- [EXERCISE DESCRIPTION]: In the data below, find each line containing the string "Deserialize" and return it.

- [GIVEN DATA]:
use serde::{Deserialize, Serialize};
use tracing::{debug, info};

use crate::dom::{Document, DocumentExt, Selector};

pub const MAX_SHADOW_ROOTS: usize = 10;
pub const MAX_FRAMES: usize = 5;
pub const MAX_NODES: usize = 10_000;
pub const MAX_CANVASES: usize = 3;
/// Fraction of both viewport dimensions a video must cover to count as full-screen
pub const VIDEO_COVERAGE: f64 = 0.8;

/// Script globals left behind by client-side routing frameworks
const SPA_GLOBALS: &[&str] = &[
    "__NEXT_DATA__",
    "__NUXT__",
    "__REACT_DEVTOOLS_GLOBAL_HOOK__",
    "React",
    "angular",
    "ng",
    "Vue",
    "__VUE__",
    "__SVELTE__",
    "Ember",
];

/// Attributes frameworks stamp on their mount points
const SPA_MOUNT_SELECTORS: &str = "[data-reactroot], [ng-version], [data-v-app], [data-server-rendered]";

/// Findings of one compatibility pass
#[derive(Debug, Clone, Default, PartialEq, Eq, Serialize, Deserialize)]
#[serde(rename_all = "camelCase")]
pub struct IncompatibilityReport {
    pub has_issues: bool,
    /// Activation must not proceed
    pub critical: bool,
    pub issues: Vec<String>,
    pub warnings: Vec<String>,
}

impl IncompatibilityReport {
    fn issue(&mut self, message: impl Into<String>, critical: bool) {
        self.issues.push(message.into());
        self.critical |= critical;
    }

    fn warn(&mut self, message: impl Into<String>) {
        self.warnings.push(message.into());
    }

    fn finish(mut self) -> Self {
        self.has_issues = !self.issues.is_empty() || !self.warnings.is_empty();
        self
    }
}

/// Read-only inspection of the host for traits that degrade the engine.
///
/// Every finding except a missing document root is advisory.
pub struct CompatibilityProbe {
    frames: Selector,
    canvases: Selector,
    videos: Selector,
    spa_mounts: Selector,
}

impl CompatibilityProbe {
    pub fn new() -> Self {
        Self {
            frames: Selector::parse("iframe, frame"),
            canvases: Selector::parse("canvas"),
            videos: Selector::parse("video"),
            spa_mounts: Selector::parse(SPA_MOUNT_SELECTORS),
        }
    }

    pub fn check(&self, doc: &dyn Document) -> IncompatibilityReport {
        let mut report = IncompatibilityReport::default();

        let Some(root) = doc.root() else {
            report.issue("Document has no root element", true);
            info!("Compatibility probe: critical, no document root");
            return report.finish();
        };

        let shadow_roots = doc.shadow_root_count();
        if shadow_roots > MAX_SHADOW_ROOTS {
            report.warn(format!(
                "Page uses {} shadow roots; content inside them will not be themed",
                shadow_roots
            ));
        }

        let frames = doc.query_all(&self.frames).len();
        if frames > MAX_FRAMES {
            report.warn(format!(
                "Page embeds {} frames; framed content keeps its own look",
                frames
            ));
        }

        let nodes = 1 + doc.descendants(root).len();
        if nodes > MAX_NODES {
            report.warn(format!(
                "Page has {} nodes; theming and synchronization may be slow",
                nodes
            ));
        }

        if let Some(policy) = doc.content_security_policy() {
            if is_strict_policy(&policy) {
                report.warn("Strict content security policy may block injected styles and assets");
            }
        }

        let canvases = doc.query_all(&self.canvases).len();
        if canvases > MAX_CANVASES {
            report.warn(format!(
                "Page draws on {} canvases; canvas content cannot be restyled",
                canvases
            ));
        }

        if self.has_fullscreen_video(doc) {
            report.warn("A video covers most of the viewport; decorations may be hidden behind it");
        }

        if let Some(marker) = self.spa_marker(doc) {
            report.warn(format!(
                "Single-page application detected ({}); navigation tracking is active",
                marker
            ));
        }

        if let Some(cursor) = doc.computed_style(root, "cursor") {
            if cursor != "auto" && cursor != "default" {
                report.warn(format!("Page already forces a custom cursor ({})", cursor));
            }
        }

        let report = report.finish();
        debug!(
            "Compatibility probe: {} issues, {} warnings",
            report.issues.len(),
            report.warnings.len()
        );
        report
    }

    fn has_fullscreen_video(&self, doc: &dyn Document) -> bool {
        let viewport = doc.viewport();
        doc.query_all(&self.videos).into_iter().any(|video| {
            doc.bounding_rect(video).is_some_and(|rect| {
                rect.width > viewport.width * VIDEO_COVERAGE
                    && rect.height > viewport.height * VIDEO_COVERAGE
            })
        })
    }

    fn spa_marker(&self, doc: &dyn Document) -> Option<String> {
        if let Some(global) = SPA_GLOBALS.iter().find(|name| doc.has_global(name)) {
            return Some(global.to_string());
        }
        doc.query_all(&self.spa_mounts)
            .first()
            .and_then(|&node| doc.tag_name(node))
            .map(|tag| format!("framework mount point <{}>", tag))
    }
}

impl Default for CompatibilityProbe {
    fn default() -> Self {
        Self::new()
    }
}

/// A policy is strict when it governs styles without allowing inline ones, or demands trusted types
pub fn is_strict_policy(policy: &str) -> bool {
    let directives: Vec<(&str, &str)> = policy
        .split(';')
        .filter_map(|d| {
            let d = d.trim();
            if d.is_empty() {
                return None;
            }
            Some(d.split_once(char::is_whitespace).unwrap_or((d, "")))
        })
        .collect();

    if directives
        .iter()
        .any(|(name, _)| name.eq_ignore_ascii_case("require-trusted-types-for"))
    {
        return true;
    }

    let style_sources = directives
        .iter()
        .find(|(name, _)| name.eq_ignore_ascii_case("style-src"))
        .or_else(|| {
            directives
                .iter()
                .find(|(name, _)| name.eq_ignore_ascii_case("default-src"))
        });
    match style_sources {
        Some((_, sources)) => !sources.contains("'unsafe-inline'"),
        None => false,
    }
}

- [RESPONSE BELOW]:
use serde::{Deserialize, Serialize};
#[derive(Debug, Clone, Default, PartialEq, Eq, Serialize, Deserialize)]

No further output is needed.